[JURIST] States should protect human rights even when acting transnationally, urged UN Special Rapporteur on Torture Juan Méndez [official profile] in a statement [press release] on Tuesday. Méndez made the comments while presenting his latest report on torture [text, PDF], which addresses extraterritorial application of the ban on ill-treatment under international law and mantains that governments have a duty to ensure that all persons are treated with respect outside their borders. Méndez stated:
Torture is torture no matter how small. … The absolute and non-derogable prohibition against torture and other ill-treatment cannot be territorially limited and States must respect the rights of all persons, anywhere in the world, to be free from torture and other ill-treatment at all times.
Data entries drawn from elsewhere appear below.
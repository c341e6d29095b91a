//! Insight cards: total passengers plus one card per transport mode

use ratatui::{
    layout::{Alignment, Constraint, Direction, Layout, Rect},
    style::{Color, Modifier, Style},
    text::{Line, Span},
    widgets::{Block, Borders, Paragraph},
    Frame,
};
use ridership_core::dispatcher::CardView;
use ridership_core::format::format_thousands;
use ridership_core::Card;

use crate::theme::{change_color, rgb, BaseColors, ColorScheme, SeriesStyle};

pub const HOLIDAY_BADGE: &str = "🎉 Public Holiday";

/// Renders one row of insight cards
pub struct InsightCards {
    scheme: ColorScheme,
}

impl InsightCards {
    pub fn new(scheme: ColorScheme) -> Self {
        Self { scheme }
    }

    /// Lay the cards out left to right, total first
    pub fn render(&self, frame: &mut Frame, area: Rect, cards: &[CardView<'_>]) {
        if cards.is_empty() {
            return;
        }
        let chunks = Layout::default()
            .direction(Direction::Horizontal)
            .constraints(vec![Constraint::Ratio(1, cards.len() as u32); cards.len()])
            .split(area);

        for (view, chunk) in cards.iter().zip(chunks.iter()) {
            self.render_card(frame, *chunk, view);
        }
    }

    fn render_card(&self, frame: &mut Frame, area: Rect, view: &CardView<'_>) {
        let (title_color, body) = match view.card {
            Card::Total => (
                Color::White,
                Style::default().bg(BaseColors::total_card_bg(self.scheme)),
            ),
            Card::Mode(mode) => (SeriesStyle::color(mode, self.scheme), Style::default()),
        };
        let title_color = match self.scheme {
            ColorScheme::Truecolor => title_color,
            ColorScheme::Monochrome => Color::Reset,
        };

        let block = Block::default()
            .borders(Borders::ALL)
            .border_style(Style::default().fg(BaseColors::muted(self.scheme)))
            .style(body)
            .title(Span::styled(
                format!(" {} ", view.card.title()),
                Style::default().fg(title_color).add_modifier(Modifier::BOLD),
            ));
        let inner = block.inner(area);
        frame.render_widget(block, area);

        let value_color = match (view.card, self.scheme) {
            (Card::Total, ColorScheme::Truecolor) => Color::White,
            _ => BaseColors::fg(self.scheme),
        };
        let label_color = match (view.card, self.scheme) {
            (Card::Total, ColorScheme::Truecolor) => rgb(view.label.rgb),
            _ => change_color(view.label, self.scheme),
        };

        let mut lines = vec![
            Line::from(Span::styled(
                format_thousands(view.value),
                Style::default().fg(value_color).add_modifier(Modifier::BOLD),
            )),
            Line::from(Span::styled(
                view.label.text.clone(),
                Style::default().fg(label_color),
            )),
        ];
        if view.holiday {
            lines.push(Line::from(Span::styled(
                HOLIDAY_BADGE,
                Style::default().fg(value_color),
            )));
        }

        let rows = Layout::default()
            .direction(Direction::Vertical)
            .constraints([Constraint::Length(1), Constraint::Min(0)])
            .split(inner);
        frame.render_widget(Paragraph::new(lines).alignment(Alignment::Center), rows[1]);
    }
}
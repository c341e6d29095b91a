//! ridership - Tbilisi public transport ridership dashboard

mod cli;

use anyhow::{Context, Result};
use clap::{Parser, Subcommand, ValueEnum};
use ridership_core::{
    export, DashboardConfig, DatasetParser, ExportFormat, HolidayCalendar, InsightProjector,
};
use std::path::PathBuf;
use std::sync::Mutex;
use tracing_subscriber::EnvFilter;

#[derive(Parser)]
#[command(
    name = "ridership",
    version,
    about = "Tbilisi public transport ridership dashboard",
    long_about = "Interactive terminal chart of daily passenger counts for bus, metro,\n\
                  minibus and cable car, with weekend and public-holiday bands and\n\
                  day-over-day change cards that follow the mouse.\n\
                  \n\
                  Examples:\n\
                    ridership                                  # Run TUI (default)\n\
                    ridership --weekends-only                  # Bands for weekends only\n\
                    ridership stats                            # Latest day summary\n\
                    ridership stats --date 26.05.2026 --json   # One day as JSON\n\
                    ridership export --format csv --output ridership.csv\n\
                  \n\
                  Environment Variables:\n\
                    RIDERSHIP_DATA                   # Dataset file (JSON array of daily records)\n\
                    RUST_LOG                         # Log filter (default: warn)"
)]
struct Cli {
    #[command(subcommand)]
    mode: Option<Mode>,

    /// Dataset file (default: data/ttc_passengers.json)
    #[arg(long, env = "RIDERSHIP_DATA")]
    data: Option<PathBuf>,

    /// Config file (default: <config dir>/ridership/config.toml)
    #[arg(long)]
    config: Option<PathBuf>,

    /// Shade weekends only, ignoring public holidays
    #[arg(long)]
    weekends_only: bool,

    /// Disable colors
    #[arg(long)]
    no_color: bool,
}

#[derive(Subcommand)]
enum Mode {
    /// Run TUI interface (default)
    Tui,
    /// Print the insight summary for one day and exit
    Stats {
        /// Day to summarize, DD.MM.YYYY (default: latest)
        #[arg(long)]
        date: Option<String>,
        /// Output as JSON
        #[arg(long)]
        json: bool,
    },
    /// Write the sorted dataset to a file
    Export {
        #[arg(long, value_enum)]
        format: FormatArg,
        #[arg(long, short = 'o')]
        output: PathBuf,
    },
}

#[derive(Clone, Copy, ValueEnum)]
enum FormatArg {
    Csv,
    Json,
}

impl From<FormatArg> for ExportFormat {
    fn from(arg: FormatArg) -> Self {
        match arg {
            FormatArg::Csv => ExportFormat::Csv,
            FormatArg::Json => ExportFormat::Json,
        }
    }
}

#[tokio::main]
async fn main() -> Result<()> {
    let cli = Cli::parse();
    let mode = cli.mode.unwrap_or(Mode::Tui);

    init_tracing(matches!(mode, Mode::Tui), cli.no_color)?;

    let config = match &cli.config {
        Some(path) => DashboardConfig::load(path),
        None => DashboardConfig::load_default(),
    }
    .context("Failed to load config")?;

    let data_path = cli::resolve_data_path(cli.data, &config);
    let settings = cli::resolve_settings(&config, cli.weekends_only);
    let calendar = config
        .calendar()
        .context("Invalid holiday list in config")?;

    match mode {
        Mode::Tui => {
            ridership_tui::run(ridership_tui::TuiOptions {
                data_path,
                calendar,
                settings,
                no_color: cli.no_color,
            })
            .await?;
        }
        Mode::Stats { date, json } => {
            run_stats(data_path, &calendar, date.as_deref(), json, cli.no_color).await?;
        }
        Mode::Export { format, output } => {
            run_export(data_path, format.into(), output).await?;
        }
    }

    Ok(())
}

/// Logs go to a file while the TUI owns the terminal, to stderr otherwise
fn init_tracing(tui: bool, no_color: bool) -> Result<()> {
    let filter = EnvFilter::try_from_default_env().unwrap_or_else(|_| EnvFilter::new("warn"));

    if tui {
        let dir = dirs::cache_dir()
            .unwrap_or_else(std::env::temp_dir)
            .join("ridership");
        std::fs::create_dir_all(&dir)
            .with_context(|| format!("Failed to create log directory: {}", dir.display()))?;
        let path = dir.join("ridership.log");
        let file = std::fs::OpenOptions::new()
            .create(true)
            .append(true)
            .open(&path)
            .with_context(|| format!("Failed to open log file: {}", path.display()))?;

        tracing_subscriber::fmt()
            .with_env_filter(filter)
            .with_writer(Mutex::new(file))
            .with_ansi(false)
            .init();
    } else {
        tracing_subscriber::fmt()
            .with_env_filter(filter)
            .with_writer(std::io::stderr)
            .with_ansi(!no_color)
            .init();
    }
    Ok(())
}

async fn run_stats(
    data_path: PathBuf,
    calendar: &HolidayCalendar,
    date: Option<&str>,
    json: bool,
    no_color: bool,
) -> Result<()> {
    let (store, report) = DatasetParser::new()
        .load_async(data_path)
        .await
        .context("Failed to load dataset")?;

    let Some(index) = cli::select_index(&store, date)? else {
        println!("No data available");
        return Ok(());
    };
    let snapshot = InsightProjector::new(&store, calendar)
        .project(index)
        .context("Selected day is out of range")?;

    println!("{}", cli::format_snapshot(&snapshot, json, no_color));

    if !json && report.values_coerced > 0 {
        println!();
        println!("Warnings:");
        for warning in report.warnings() {
            println!("  - {}: {}", warning.source, warning.message);
        }
    }

    Ok(())
}

async fn run_export(data_path: PathBuf, format: ExportFormat, output: PathBuf) -> Result<()> {
    let (store, _report) = DatasetParser::new()
        .load_async(data_path)
        .await
        .context("Failed to load dataset")?;

    export(&store, format, &output)?;
    println!("Exported {} days to {}", store.len(), output.display());
    Ok(())
}
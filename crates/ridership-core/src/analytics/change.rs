//! Day-over-day percentage change
//!
//! A comparison is either a rounded magnitude with a direction, or absent
//! when there is nothing to compare against. Absent is not 0%.

use serde::Serialize;

/// Sign of a change
#[derive(Debug, Clone, Copy, PartialEq, Eq, Hash, Serialize)]
#[serde(rename_all = "lowercase")]
pub enum Direction {
    Up,
    Down,
    Flat,
}

impl Direction {
    pub fn symbol(&self) -> &'static str {
        match self {
            Direction::Up => "↑",
            Direction::Down => "↓",
            Direction::Flat => "→",
        }
    }

    /// Label colour on light cards
    pub fn rgb(&self) -> (u8, u8, u8) {
        match self {
            Direction::Up => (0x10, 0xb9, 0x81),
            Direction::Down => (0xef, 0x44, 0x44),
            Direction::Flat => (0x6b, 0x72, 0x80),
        }
    }
}

/// Percentage change between two samples
#[derive(Debug, Clone, Copy, PartialEq, Serialize)]
pub struct ChangeResult {
    /// Absolute change, rounded to one decimal
    pub magnitude_percent: f64,
    pub direction: Direction,
}

impl ChangeResult {
    /// "↑ 10.0% vs prev. day"
    pub fn label(&self) -> String {
        format!(
            "{} {:.1}% vs prev. day",
            self.direction.symbol(),
            self.magnitude_percent
        )
    }
}

/// Placeholder shown when no comparison is possible
pub const ABSENT_LABEL: &str = "—";

/// Label for an optional change
pub fn change_label(change: Option<&ChangeResult>) -> String {
    change
        .map(ChangeResult::label)
        .unwrap_or_else(|| ABSENT_LABEL.to_string())
}

/// Compare `current` against `previous`
///
/// Absent when `previous` is missing or zero. The direction comes from the
/// unrounded delta, so a tiny increase that rounds to 0.0% is still `Up`.
pub fn compute(current: f64, previous: Option<f64>) -> Option<ChangeResult> {
    let previous = previous.filter(|p| *p != 0.0 && p.is_finite())?;

    let signed = (current - previous) / previous * 100.0;
    let direction = if signed > 0.0 {
        Direction::Up
    } else if signed < 0.0 {
        Direction::Down
    } else {
        Direction::Flat
    };

    Some(ChangeResult {
        magnitude_percent: round1(signed).abs(),
        direction,
    })
}

/// Integer convenience wrapper over [`compute`]
pub fn compute_counts(current: u64, previous: Option<u64>) -> Option<ChangeResult> {
    compute(current as f64, previous.map(|p| p as f64))
}

fn round1(value: f64) -> f64 {
    (value * 10.0).round() / 10.0
}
States must implement safeguards to protect persons from torture and other ill-treatment when they are detained extraterritorially within their jurisdiction.
Méndez also requested that governments provide civil remedies and rehabilitation for victims torture and human rights violations internationally.
Allegations of torture and human rights abuses continue to be made worldwide. Earlier this month Human Rights Watch [advocacy website] urged UAE officials to investigate and prosecute accusations of torture [JURIST report] made by detainees. Also this month the American Civil Liberties Union [advocacy website] filed a lawsuit [JURIST report] against psychologists who created the torture techniques used on three former Central Intelligence Agency (CIA) prisoners. Also in October France opened a torture investigation [JURIST report] into the actions of the Syrian government under President Bashar al-Assad [BBC profile] in Syrian detention facilities. In September Chinese rights lawyer Gao Zhisheng revealed in an interview that he was subjected to torture [JURIST report] in a Chinese prison.